■ **How to complete this task**: Report all lines below with the word "StatusEngine".

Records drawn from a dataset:
━━━━
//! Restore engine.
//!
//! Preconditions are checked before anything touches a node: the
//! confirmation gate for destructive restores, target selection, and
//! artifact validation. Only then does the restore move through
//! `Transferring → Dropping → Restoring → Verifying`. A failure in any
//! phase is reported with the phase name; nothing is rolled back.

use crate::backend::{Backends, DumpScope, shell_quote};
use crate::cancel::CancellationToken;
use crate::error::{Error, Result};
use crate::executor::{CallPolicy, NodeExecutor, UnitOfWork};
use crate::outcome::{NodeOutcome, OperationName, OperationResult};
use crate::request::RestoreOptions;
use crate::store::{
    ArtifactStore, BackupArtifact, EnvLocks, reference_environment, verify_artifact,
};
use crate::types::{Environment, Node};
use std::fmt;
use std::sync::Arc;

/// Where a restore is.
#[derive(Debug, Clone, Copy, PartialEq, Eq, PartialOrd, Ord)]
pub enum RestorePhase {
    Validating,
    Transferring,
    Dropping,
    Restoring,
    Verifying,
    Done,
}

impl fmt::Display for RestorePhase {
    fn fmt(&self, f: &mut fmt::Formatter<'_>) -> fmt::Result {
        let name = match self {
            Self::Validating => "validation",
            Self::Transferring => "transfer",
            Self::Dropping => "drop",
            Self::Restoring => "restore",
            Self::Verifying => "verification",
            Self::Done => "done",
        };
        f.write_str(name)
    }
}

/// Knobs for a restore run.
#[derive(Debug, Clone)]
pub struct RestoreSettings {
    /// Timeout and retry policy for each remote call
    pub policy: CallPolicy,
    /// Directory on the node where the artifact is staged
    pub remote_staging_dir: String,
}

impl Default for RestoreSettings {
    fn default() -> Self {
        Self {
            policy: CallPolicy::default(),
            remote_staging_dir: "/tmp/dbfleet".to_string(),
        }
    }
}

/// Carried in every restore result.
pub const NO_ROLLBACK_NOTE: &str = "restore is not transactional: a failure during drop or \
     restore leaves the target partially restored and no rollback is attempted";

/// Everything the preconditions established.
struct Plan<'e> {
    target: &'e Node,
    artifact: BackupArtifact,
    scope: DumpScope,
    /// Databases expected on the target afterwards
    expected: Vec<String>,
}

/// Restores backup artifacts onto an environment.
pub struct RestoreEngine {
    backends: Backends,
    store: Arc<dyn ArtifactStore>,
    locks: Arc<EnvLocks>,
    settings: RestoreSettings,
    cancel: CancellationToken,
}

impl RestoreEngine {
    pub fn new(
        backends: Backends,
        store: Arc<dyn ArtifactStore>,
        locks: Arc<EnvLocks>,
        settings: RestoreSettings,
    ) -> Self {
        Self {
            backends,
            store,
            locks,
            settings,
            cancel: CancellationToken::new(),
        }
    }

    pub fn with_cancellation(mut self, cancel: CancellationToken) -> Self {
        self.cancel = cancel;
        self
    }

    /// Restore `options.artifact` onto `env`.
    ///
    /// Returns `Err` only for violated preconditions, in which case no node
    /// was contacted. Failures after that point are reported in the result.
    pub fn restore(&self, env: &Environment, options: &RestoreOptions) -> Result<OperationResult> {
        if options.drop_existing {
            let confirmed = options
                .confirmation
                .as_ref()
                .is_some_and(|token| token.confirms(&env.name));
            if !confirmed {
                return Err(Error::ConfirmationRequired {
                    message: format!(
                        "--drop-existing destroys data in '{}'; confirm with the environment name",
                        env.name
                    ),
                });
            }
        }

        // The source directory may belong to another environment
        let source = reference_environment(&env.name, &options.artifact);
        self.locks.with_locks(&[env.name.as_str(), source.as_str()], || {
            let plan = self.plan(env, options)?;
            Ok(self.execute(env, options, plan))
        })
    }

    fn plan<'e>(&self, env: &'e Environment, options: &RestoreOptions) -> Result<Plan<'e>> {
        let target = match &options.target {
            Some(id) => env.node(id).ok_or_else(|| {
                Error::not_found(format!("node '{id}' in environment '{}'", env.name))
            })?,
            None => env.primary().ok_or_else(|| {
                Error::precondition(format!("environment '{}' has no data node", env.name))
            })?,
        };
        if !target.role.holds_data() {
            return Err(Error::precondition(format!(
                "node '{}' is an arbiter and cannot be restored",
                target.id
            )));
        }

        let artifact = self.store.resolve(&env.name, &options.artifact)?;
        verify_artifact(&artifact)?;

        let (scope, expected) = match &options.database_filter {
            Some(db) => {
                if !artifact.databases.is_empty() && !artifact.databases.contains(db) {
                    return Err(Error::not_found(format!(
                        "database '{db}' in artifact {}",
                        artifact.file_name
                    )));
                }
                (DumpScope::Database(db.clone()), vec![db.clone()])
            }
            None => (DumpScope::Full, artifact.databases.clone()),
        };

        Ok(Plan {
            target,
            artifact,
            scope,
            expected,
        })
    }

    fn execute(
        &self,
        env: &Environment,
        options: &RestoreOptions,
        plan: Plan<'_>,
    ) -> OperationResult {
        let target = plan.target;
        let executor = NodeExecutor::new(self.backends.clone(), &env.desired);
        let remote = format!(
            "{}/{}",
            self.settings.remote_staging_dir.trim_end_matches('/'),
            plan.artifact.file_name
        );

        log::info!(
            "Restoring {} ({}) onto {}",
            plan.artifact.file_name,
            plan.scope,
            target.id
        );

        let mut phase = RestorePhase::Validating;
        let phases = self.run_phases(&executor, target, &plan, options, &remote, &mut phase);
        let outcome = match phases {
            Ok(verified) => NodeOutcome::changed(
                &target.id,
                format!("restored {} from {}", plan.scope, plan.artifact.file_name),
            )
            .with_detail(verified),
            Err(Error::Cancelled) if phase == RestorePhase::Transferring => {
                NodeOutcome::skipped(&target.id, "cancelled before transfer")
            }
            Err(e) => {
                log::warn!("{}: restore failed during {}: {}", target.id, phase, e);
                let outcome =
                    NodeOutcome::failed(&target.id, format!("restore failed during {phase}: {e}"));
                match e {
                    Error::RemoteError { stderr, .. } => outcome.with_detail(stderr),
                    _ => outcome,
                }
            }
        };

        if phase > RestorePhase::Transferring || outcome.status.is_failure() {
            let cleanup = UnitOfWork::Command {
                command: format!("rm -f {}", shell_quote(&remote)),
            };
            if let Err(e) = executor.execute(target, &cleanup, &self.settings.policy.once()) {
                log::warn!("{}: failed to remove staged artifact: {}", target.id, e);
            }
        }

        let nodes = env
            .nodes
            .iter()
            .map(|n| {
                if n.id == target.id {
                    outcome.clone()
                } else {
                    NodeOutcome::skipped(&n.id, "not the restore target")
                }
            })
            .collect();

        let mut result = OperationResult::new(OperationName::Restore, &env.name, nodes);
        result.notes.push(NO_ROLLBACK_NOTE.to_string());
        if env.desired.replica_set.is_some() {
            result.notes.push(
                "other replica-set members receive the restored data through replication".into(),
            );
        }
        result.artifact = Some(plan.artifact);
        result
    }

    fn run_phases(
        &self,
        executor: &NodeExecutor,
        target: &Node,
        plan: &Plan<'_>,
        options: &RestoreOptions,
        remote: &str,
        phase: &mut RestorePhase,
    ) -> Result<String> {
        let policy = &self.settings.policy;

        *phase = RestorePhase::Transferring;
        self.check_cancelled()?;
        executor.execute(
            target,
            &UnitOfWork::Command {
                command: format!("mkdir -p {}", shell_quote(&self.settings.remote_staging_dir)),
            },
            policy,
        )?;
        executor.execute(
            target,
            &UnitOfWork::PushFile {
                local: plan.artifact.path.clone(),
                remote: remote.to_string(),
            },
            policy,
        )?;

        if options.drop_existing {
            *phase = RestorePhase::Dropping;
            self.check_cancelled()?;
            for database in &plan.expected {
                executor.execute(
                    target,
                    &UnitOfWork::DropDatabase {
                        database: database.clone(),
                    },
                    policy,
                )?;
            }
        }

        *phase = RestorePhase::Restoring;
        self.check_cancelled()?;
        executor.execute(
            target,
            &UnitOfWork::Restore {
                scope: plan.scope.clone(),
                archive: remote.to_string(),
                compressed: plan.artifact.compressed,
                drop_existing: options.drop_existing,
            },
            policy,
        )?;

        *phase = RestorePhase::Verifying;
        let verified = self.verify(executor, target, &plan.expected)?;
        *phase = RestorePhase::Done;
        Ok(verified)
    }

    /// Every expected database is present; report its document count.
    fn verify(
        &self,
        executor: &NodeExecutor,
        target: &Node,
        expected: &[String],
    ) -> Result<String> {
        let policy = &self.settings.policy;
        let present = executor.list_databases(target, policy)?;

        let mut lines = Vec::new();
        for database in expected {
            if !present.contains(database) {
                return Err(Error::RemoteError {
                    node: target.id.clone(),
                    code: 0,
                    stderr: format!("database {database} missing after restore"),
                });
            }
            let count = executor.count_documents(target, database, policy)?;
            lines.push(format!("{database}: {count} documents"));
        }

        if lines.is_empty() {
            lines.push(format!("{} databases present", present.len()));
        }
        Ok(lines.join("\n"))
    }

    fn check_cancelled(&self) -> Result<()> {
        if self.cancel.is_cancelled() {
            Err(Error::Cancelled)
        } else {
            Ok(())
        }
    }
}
━━━━
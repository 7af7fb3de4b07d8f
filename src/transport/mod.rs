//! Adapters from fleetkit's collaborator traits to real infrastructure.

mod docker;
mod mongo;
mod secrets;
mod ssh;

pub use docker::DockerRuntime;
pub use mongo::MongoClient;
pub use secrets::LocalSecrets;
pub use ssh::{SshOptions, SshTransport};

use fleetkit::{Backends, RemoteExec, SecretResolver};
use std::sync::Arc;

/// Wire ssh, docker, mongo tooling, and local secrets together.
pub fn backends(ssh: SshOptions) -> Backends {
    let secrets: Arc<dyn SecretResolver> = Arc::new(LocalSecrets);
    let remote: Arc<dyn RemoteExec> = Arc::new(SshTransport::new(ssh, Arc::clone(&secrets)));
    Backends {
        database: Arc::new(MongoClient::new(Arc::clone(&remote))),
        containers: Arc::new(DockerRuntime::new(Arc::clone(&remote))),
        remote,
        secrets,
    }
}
━━━━
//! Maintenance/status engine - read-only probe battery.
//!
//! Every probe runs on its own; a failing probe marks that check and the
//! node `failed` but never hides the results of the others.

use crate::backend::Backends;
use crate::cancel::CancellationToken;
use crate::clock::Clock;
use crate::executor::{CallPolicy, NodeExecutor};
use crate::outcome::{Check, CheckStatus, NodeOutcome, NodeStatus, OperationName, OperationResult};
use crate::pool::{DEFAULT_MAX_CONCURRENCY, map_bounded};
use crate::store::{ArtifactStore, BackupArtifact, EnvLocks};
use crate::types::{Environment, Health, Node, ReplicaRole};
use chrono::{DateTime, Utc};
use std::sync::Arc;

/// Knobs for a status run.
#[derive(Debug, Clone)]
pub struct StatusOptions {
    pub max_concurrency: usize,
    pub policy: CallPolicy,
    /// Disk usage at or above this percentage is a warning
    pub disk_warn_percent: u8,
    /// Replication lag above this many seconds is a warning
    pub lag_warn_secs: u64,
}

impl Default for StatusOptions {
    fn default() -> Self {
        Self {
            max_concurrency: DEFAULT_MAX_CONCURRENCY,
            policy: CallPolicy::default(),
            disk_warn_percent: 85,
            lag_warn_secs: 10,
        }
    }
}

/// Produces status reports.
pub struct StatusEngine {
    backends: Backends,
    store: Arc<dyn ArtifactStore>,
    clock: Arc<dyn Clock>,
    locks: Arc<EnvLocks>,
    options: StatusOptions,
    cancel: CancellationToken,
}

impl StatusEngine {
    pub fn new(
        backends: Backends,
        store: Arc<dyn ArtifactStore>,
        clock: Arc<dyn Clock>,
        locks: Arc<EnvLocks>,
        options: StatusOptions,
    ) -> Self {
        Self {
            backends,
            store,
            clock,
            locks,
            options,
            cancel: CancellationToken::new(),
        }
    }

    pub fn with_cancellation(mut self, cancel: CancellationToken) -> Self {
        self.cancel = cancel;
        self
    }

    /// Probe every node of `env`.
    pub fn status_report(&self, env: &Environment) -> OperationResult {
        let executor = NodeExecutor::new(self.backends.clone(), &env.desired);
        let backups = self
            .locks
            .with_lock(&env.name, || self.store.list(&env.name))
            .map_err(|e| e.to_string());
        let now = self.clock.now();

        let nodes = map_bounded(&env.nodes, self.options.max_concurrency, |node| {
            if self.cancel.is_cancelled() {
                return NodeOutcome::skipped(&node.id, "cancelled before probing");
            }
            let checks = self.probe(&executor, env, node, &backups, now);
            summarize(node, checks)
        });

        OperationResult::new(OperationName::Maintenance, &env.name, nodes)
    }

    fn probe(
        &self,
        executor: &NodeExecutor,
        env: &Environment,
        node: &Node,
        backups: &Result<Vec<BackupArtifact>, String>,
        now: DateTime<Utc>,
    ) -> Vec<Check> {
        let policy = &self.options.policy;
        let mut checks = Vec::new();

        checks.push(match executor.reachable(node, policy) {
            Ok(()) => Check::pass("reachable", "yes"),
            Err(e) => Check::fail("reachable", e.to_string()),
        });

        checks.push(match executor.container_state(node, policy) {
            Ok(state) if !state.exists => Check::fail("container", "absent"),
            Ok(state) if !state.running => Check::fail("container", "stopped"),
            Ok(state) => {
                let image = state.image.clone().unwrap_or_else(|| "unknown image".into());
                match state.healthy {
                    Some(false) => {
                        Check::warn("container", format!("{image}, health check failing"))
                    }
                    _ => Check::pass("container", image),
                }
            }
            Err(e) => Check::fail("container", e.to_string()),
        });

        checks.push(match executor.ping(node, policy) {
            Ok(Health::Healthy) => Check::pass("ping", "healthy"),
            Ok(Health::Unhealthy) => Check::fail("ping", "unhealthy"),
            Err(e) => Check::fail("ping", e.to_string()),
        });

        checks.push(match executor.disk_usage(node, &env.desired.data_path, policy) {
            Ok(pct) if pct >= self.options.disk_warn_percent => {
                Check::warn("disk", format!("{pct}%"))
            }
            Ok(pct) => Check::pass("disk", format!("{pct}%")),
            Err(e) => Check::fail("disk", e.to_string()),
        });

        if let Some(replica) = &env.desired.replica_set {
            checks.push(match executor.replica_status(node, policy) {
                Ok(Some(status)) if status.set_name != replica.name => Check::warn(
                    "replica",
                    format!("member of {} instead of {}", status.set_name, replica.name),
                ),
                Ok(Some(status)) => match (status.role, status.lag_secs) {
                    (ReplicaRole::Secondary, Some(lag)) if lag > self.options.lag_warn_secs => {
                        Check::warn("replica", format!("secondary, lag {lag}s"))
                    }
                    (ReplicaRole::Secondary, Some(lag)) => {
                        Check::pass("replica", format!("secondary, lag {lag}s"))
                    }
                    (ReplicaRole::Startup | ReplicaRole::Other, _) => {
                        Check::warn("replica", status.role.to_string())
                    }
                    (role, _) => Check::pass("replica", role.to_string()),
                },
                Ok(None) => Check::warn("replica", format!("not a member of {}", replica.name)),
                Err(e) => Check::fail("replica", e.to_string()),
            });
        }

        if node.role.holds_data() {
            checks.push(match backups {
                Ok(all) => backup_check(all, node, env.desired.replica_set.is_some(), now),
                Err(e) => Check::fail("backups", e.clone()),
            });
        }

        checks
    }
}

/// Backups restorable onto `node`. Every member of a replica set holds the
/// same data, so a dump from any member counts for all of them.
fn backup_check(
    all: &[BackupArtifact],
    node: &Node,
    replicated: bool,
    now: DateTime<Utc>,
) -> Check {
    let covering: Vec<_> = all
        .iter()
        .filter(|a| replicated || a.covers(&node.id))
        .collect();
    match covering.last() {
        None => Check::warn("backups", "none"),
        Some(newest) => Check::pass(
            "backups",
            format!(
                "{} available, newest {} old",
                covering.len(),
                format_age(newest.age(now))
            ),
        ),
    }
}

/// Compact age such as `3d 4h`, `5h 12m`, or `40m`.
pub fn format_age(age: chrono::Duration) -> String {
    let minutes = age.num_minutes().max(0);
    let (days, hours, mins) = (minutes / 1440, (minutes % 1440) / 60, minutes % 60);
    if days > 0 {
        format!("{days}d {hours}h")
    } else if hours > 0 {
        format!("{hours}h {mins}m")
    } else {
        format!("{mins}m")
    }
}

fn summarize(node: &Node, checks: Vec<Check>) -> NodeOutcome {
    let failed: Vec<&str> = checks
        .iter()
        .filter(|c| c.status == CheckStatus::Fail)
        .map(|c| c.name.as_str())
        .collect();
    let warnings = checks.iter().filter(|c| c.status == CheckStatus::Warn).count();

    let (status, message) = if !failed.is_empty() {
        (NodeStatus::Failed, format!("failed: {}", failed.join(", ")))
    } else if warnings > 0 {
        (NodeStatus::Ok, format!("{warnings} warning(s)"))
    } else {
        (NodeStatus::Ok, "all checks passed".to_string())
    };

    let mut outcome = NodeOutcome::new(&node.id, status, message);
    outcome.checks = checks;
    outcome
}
━━━━
■ **Task solution**:
pub struct StatusEngine {
impl StatusEngine {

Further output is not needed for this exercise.